Interestingly, code duplication violates cohesion but can create loose coupling: When code is duplicated, the two copies can be evolved independently. For example, if a specific software solution for one customer is to be turned into an industry solution, one can copy the specific solution for each customer and adapt it. This is very easy to implement and enables completely separate development, making customer-specific changes easy. The changes are thus completely decoupled — more than just loosely coupled. On the other hand, copying code also means that a separate, specific solution emerges for each customer, making it nearly impossible to implement features for all customers, because these features would have to be implemented in all customer-specific code bases.
Implement a generic core only after the third similar implementation?
It seems obvious that it is better to use a single code base for all customers — there are reasons why DRY an important concept. But then one has to design a reusable code base of domain logic. This is not easy at all, which is why some actually recommend implementing a generic core only after the third similar implementation. This suggests that up to a certain point, one benefits more from strict separation and the resulting loose coupling than from reuse and the tight coupling of a shared code base.
Hierarchies
In the laptop example, the discussion revolved around functionalities such as ordering products. With the proposed decomposition, changes to this functionality would affect only one microservice. But other criteria for cohesion can also be defined: doesn’t all business logic code belong together? And the user interface code? When changes are made to the ordering process, both parts of the system are affected: a change in business logic can only be used after corresponding changes to the user interface. Nevertheless, business logic belongs together and should be separated from user interface code. So there is another level of modules and cohesion here.
Modules form a hierarchy.
In fact, modules form a hierarchy: microservices, for example, are divided into e.g. Java packages that may contain user interface or business logic. Below that are classes that contain specific parts of the business logic or user interface, and finally methods. At all these levels, things that belong together should be implemented together.
At a coarse-grained level, decomposition should follow domain concerns.

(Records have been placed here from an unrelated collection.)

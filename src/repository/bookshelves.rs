//! Bookshelf domain methods on Repository

use super::Repository;
use crate::{
    error::{AppError, AppResult},
    models::bookshelf::{Bookshelf, BookshelfPayload},
};

impl Repository {
    /// List bookshelves owned by `user_id`
    pub async fn bookshelves_list(&self, user_id: i32) -> AppResult<Vec<Bookshelf>> {
        let rows = sqlx::query_as::<_, Bookshelf>(
            "SELECT id, name, user_id FROM bookshelves WHERE user_id = $1 ORDER BY name, id",
        )
        .bind(user_id)
        .fetch_all(&self.pool)
        .await?;
        Ok(rows)
    }

    /// Get a bookshelf owned by `user_id`
    pub async fn bookshelves_get(&self, user_id: i32, id: i32) -> AppResult<Bookshelf> {
        sqlx::query_as::<_, Bookshelf>(
            "SELECT id, name, user_id FROM bookshelves WHERE id = $1 AND user_id = $2",
        )
        .bind(id)
        .bind(user_id)
        .fetch_optional(&self.pool)
        .await?
        .ok_or_else(|| AppError::NotFound(format!("Bookshelf {} not found", id)))
    }

    pub async fn bookshelves_create(&self, user_id: i32, data: &BookshelfPayload) -> AppResult<Bookshelf> {
        let row = sqlx::query_as::<_, Bookshelf>(
            "INSERT INTO bookshelves (name, user_id) VALUES ($1, $2) RETURNING id, name, user_id",
        )
        .bind(&data.name)
        .bind(user_id)
        .fetch_one(&self.pool)
        .await?;
        Ok(row)
    }

    pub async fn bookshelves_update(
        &self,
        user_id: i32,
        id: i32,
        data: &BookshelfPayload,
    ) -> AppResult<Bookshelf> {
        sqlx::query_as::<_, Bookshelf>(
            r#"
            UPDATE bookshelves SET name = $1
            WHERE id = $2 AND user_id = $3
            RETURNING id, name, user_id
            "#,
        )
        .bind(&data.name)
        .bind(id)
        .bind(user_id)
        .fetch_optional(&self.pool)
        .await?
        .ok_or_else(|| AppError::NotFound(format!("Bookshelf {} not found", id)))
    }

    /// Delete a bookshelf owned by `user_id` together with every book on it.
    /// Returns the number of books removed.
    pub async fn bookshelves_delete(&self, user_id: i32, id: i32) -> AppResult<u64> {
        let mut tx = self.pool.begin().await?;

        let books = sqlx::query("DELETE FROM books WHERE bookshelf_id = $1 AND user_id = $2")
            .bind(id)
            .bind(user_id)
            .execute(&mut *tx)
            .await?
            .rows_affected();

        let result = sqlx::query("DELETE FROM bookshelves WHERE id = $1 AND user_id = $2")
            .bind(id)
            .bind(user_id)
            .execute(&mut *tx)
            .await?;
        if result.rows_affected() == 0 {
            return Err(AppError::NotFound(format!("Bookshelf {} not found", id)));
        }

        tx.commit().await?;
        Ok(books)
    }
}
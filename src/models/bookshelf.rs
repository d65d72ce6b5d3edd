//! Bookshelf model

use serde::{Deserialize, Serialize};
use sqlx::FromRow;
use utoipa::ToSchema;
use validator::Validate;

/// Bookshelf record. Every book sits on exactly one bookshelf.
#[derive(Debug, Clone, Serialize, Deserialize, FromRow, ToSchema)]
pub struct Bookshelf {
    pub id: i32,
    pub name: String,
    /// Owning user
    #[serde(rename = "user")]
    pub user_id: i32,
}

/// Create / update bookshelf request
#[derive(Debug, Deserialize, Validate, ToSchema)]
pub struct BookshelfPayload {
    #[validate(length(min = 1, max = 255, message = "Name must be 1 to 255 characters"))]
    pub name: String,
}

impl BookshelfPayload {
    pub fn normalized(self) -> Self {
        Self {
            name: self.name.trim().to_string(),
        }
    }
}
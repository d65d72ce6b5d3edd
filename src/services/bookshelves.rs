//! Bookshelf service

use validator::Validate;

use crate::{
    error::AppResult,
    models::bookshelf::{Bookshelf, BookshelfPayload},
    repository::Repository,
};

#[derive(Clone)]
pub struct BookshelvesService {
    repository: Repository,
}

impl BookshelvesService {
    pub fn new(repository: Repository) -> Self {
        Self { repository }
    }

    pub async fn list(&self, user_id: i32) -> AppResult<Vec<Bookshelf>> {
        self.repository.bookshelves_list(user_id).await
    }

    pub async fn get(&self, user_id: i32, id: i32) -> AppResult<Bookshelf> {
        self.repository.bookshelves_get(user_id, id).await
    }

    pub async fn create(&self, user_id: i32, data: BookshelfPayload) -> AppResult<Bookshelf> {
        let data = data.normalized();
        data.validate()?;
        let shelf = self.repository.bookshelves_create(user_id, &data).await?;
        tracing::info!("User {} created bookshelf {}", user_id, shelf.id);
        Ok(shelf)
    }

    pub async fn update(&self, user_id: i32, id: i32, data: BookshelfPayload) -> AppResult<Bookshelf> {
        let data = data.normalized();
        data.validate()?;
        self.repository.bookshelves_update(user_id, id, &data).await
    }

    /// Delete a bookshelf and every book on it
    pub async fn delete(&self, user_id: i32, id: i32) -> AppResult<()> {
        let removed = self.repository.bookshelves_delete(user_id, id).await?;
        tracing::info!(
            "User {} deleted bookshelf {} ({} books removed)",
            user_id, id, removed
        );
        Ok(())
    }
}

At a coarse-grained level such as microservices, decomposition should follow domain concerns; at a fine-grained level, it should follow technical aspects such as business logic and user interface. Cohesion applies to all sizes of modules such as microservices, Java packages, or classes.
Size and Cohesion
There is a trivial way to always ensure that everything that belongs together is in one module: just have a single module for the complete system. For example, one microservice for an entire system, or one class for a microservice. Obviously, this is a bad idea, because the systems then become very hard to understand. So size plays a role: microservices, classes, and methods should be small enough to understand.
Cohesion also means separating what does not belong together.
So cohesion does not only mean grouping together what belongs together, but also separating what does not belong together. If unrelated domain concerns are implemented together in one microservice, it not only becomes too large, but there are also too many domain reasons to change it, turning it into a change hotspot.
Conclusion
Cohesion provides a good way to identify modules: if you implement things that belong together in the same module, you created at good designs. Like all other rules for designing architectures, also this one depends on the domain and the specific use case. This makes it difficult to apply in practice. However, it applies at all levels: microservices, packages, classes, and even methods. That is why it is so important to truly understand these concepts and their effects.
This is a translation of my German article at Java Magazin.